Thursday, 11 August 2011

Gillian Clarke and Anthea Bell

The programme for the year's Independent Woodstock Literature Festival is now available and we are hosting two events as part of it:

On Thursday 15 September at 7pm, Anthea Bell, the very distinguished and versatile translator, is being interviewed by Boyd Tonkin (literary editor of the Independent who has a particular interest in translated fiction). Anthea Bell translates from French and German - she is the translator of many children's books, among them the Nicholas books and Asterix - see here. She is also the translator of a wide range of crime and literary fiction including several books for the European crime specialist Bitter Lemon Press, W G Sebald's Austerlitz (for which she won the Independent Foreign Fiction prize) and many Stefan Zweig novels - most recently a new translation of Beware of Pity.

On Saturday 17 September at 6pm, Gillian Clarke, National Poet of Wales and chair of the judges for this year's T S Eliot prize for poetry, is reading from her own work and also launching Washing Lines, a beautifully produced anthology of poems collected and published by Janie Hextall (who works in the shop) and Barbara McNaught. For an article in The Oxford Times see here.

Tickets (£8) are available by phone from 01865 305305, or from The Feathers Hotel Woodstock, or online at http://www.woodstockliteraryfestival.com/.

Thursday, 7 July 2011

Richard Webster




Very sad news. Richard Webster has died, aged only 60. People who have come to the shop since we started three years ago will remember him well - he worked here for a year or so. I met him soon after I opened because he came in and introduced himself and said that he had thought of opening a bookshop in Woodstock after he stopped running the Southwold Bookshop and moved to Oxford.

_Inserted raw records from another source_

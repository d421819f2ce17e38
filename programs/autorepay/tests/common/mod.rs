#![allow(dead_code)]

use anchor_lang::prelude::*;
use autorepay::engine::{BorrowArgs, BorrowOutcome};
use autorepay::error::ErrorCode;
use autorepay::state::{
    LoanConfig, LoanReceipt, LoanRecord, LoanVault, ReservePool, SupporterPosition, SupporterScope,
};

/// One token at 9 decimals.
pub const UNIT: u64 = 1_000_000_000;
pub const DAY: i64 = 24 * 3600;
pub const YEAR: i64 = 365 * DAY;
pub const T0: i64 = 1_700_000_000;

pub const INITIAL_LIQUIDITY: u64 = 1_000 * UNIT;

#[derive(Debug)]
pub struct Pledge {
    pub key: Pubkey,
    pub position: SupporterPosition,
}

#[derive(Debug)]
pub struct OpenLoan {
    pub record: LoanRecord,
    pub receipt: LoanReceipt,
    pub outcome: BorrowOutcome,
}

/// A funded loan vault with a single scope and its reward pool, wired the
/// way the on-chain handlers wire them.
pub struct Harness {
    pub vault_key: Pubkey,
    pub vault: LoanVault,
    pub scope_key: Pubkey,
    pub scope: SupporterScope,
    pub reserve: ReservePool,
}

impl Harness {
    pub fn new() -> Self {
        Self::with_config(LoanConfig::default())
    }

    pub fn with_config(config: LoanConfig) -> Self {
        config.validate().unwrap();
        let scope_key = Pubkey::new_unique();
        let admin = Pubkey::new_unique();
        let mut vault = LoanVault {
            admin,
            settlement_mint: Pubkey::new_unique(),
            config,
            ..LoanVault::default()
        };
        vault.deposit_liquidity(INITIAL_LIQUIDITY).unwrap();

        Self {
            vault_key: Pubkey::new_unique(),
            vault,
            scope_key,
            scope: SupporterScope {
                authority: admin,
                scope_id: 1,
                ..SupporterScope::default()
            },
            reserve: ReservePool {
                scope: scope_key,
                yield_authority: Pubkey::new_unique(),
                ..ReservePool::default()
            },
        }
    }

    pub fn issue(&mut self, holder: Pubkey, shares: u128, principal: u64) -> Pledge {
        let position_index = self.scope.positions_issued;
        self.scope.record_issuance(shares, principal).unwrap();
        self.reserve.register_shares(shares).unwrap();
        Pledge {
            key: Pubkey::new_unique(),
            position: SupporterPosition {
                scope: self.scope_key,
                position_index,
                holder,
                shares,
                claim_cursor: self.reserve.global_index,
                issued_at: T0,
                ..SupporterPosition::default()
            },
        }
    }

    pub fn borrow(
        &mut self,
        borrower: Pubkey,
        pledge: &mut Pledge,
        amount: u64,
        now: i64,
    ) -> Result<OpenLoan> {
        let mut record = LoanRecord::default();
        let mut receipt = LoanReceipt::default();
        let args = BorrowArgs {
            borrower,
            position_key: pledge.key,
            custodian: self.vault_key,
            amount,
            now,
        };
        let outcome = self.vault.open_loan(
            args,
            &self.scope,
            &mut pledge.position,
            &mut record,
            &mut receipt,
        )?;
        Ok(OpenLoan {
            record,
            receipt,
            outcome,
        })
    }
}

pub fn assert_error<T: std::fmt::Debug>(result: Result<T>, expected: ErrorCode) {
    match result {
        Err(anchor_lang::error::Error::AnchorError(e)) => {
            assert_eq!(
                e.error_code_number,
                u32::from(expected),
                "expected {:?}, got {}",
                expected,
                e.error_name
            );
        }
        other => panic!("expected {:?}, got {:?}", expected, other),
    }
}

He hadn't quite got round to it and was rather relieved that I had done it instead, so he could continue to write while coming in to the Woodstock Bookshop and enjoying a stint as a bookseller whenever I went away. He used to call it living vicariously.


He was hugely supportive and I will miss him enormously. Not that he was uncritical. 'Rachel,' he said, shortly after we first met. 'Coming into your bookshop is like trying to read the front page of The Times without any headlines. Have you thought about putting up some labels?' It was great to have someone who believed in me but would also challenge me. 'I see you've been busy again,' he would note, as he came in to the shop after a week or two's absence. Which meant too much stock. 'A bookshop is like a river,' he would explain. 'You need the banks to hold it steady, the occasional big boulder to keep things together (such as the Oxford Dictionary of Quotations or the complete works of Shakespeare) - but the centre should flow freely.' I look around now and see too many books face out hiding other books (Richard would go round whenever he was here making little piles of authors with only the top book face out) and vow to do a clear-out in his memory.


He did his best to promote the shop and to keep me on the right path. He was the one who helped me put together this website and he read it regularly, always emailing me immediately he spotted a spelling mistake or error. He would bring friends in on quiet Sunday afternoons. He made sure the shop opened through a winter of snow, driving in from Hayfield Road whenever I got stuck in Dean and ringing me with reports of weather conditions in Woodstock. He made sticky labels for me because he thought the shop needed them. He was always there, on the end of the phone, for IT crises or to share gossip about the book trade. And we sold a lot of his lovely cards, too. He had been writing a book on Disgust - I wonder how much had been completed at his death.